= WHAT IS REQUIRED =
Up to and including the line with "the same header.", reproduce the listing below exactly, beginning at its first line.
#### SUPPLIED ENTRIES
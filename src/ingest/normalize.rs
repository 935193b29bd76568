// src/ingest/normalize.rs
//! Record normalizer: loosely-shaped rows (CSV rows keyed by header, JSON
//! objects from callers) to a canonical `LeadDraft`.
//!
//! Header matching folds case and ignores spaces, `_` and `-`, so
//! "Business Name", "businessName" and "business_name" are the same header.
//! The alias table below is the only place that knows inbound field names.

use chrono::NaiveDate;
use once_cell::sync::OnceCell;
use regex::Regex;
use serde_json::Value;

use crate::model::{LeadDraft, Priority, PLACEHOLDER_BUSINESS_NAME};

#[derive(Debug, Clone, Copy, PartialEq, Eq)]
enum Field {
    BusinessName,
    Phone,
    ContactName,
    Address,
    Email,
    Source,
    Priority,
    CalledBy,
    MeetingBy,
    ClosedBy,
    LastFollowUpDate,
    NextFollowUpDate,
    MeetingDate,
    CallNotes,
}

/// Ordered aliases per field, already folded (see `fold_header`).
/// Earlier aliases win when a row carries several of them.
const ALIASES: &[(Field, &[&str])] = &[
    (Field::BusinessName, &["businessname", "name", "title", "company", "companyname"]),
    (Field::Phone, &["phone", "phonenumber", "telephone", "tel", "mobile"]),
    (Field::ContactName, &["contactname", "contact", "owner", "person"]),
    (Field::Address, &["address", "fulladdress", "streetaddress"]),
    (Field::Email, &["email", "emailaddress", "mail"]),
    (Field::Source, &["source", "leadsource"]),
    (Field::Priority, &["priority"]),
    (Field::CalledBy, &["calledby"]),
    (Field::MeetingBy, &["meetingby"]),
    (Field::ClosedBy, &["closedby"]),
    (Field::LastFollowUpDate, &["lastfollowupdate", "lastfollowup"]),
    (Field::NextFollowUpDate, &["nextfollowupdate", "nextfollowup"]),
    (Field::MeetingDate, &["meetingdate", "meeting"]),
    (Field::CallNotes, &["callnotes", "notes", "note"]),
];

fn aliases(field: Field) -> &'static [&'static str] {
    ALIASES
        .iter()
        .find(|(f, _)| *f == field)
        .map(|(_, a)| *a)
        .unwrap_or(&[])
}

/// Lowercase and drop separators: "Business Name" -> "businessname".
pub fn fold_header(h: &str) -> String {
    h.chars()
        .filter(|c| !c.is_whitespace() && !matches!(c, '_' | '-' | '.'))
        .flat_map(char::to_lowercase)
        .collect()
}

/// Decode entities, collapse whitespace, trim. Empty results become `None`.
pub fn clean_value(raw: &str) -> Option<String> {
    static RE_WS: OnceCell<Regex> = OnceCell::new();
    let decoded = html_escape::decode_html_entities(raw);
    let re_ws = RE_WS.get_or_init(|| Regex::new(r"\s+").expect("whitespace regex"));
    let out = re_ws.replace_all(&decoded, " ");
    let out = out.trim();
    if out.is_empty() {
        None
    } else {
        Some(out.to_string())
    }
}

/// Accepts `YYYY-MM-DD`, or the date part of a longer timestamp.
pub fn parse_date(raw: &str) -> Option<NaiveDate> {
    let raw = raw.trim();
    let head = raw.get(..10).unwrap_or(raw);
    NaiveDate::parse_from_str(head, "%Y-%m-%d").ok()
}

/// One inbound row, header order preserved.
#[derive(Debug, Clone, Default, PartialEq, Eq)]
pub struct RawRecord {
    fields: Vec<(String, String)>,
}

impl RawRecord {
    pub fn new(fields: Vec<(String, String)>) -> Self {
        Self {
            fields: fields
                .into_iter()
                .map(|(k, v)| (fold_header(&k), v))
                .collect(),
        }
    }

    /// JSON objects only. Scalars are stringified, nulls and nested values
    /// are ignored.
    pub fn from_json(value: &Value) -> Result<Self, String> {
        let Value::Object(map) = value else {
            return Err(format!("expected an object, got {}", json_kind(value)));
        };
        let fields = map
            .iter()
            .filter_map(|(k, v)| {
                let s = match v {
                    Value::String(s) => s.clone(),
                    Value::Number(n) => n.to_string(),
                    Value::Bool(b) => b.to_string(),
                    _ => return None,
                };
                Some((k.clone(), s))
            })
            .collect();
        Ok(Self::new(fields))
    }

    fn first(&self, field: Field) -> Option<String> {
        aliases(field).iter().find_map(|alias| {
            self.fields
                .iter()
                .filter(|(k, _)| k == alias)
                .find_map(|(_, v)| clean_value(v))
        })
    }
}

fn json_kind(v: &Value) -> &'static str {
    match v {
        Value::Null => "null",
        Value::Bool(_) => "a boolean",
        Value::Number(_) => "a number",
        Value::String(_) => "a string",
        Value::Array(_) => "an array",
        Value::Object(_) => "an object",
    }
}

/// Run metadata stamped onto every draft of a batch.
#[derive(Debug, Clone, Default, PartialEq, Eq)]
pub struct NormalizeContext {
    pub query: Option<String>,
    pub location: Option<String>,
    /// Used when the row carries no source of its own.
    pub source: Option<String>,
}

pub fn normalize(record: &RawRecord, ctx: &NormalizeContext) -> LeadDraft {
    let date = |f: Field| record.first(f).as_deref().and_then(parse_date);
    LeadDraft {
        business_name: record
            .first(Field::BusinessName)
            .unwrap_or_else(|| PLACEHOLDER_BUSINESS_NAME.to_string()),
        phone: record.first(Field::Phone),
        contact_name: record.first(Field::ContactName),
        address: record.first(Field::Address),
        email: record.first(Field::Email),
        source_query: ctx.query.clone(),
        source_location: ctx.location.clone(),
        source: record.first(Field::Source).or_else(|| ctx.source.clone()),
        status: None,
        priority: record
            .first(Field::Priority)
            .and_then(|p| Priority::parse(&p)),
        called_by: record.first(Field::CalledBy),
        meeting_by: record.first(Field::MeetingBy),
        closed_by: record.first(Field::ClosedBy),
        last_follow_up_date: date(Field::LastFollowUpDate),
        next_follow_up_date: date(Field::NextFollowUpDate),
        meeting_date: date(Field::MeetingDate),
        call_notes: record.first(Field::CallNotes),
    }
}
########
= ANSWER TO THIS TASK =
filename src/ingest/normalize.rs
repository 935193b29bd76568
// src/ingest/normalize.rs
//! Record normalizer: loosely-shaped rows (CSV rows keyed by header, JSON
//! objects from callers) to a canonical `LeadDraft`.
//!
//! Header matching folds case and ignores spaces, `_` and `-`, so
//! "Business Name", "businessName" and "business_name" are the same header.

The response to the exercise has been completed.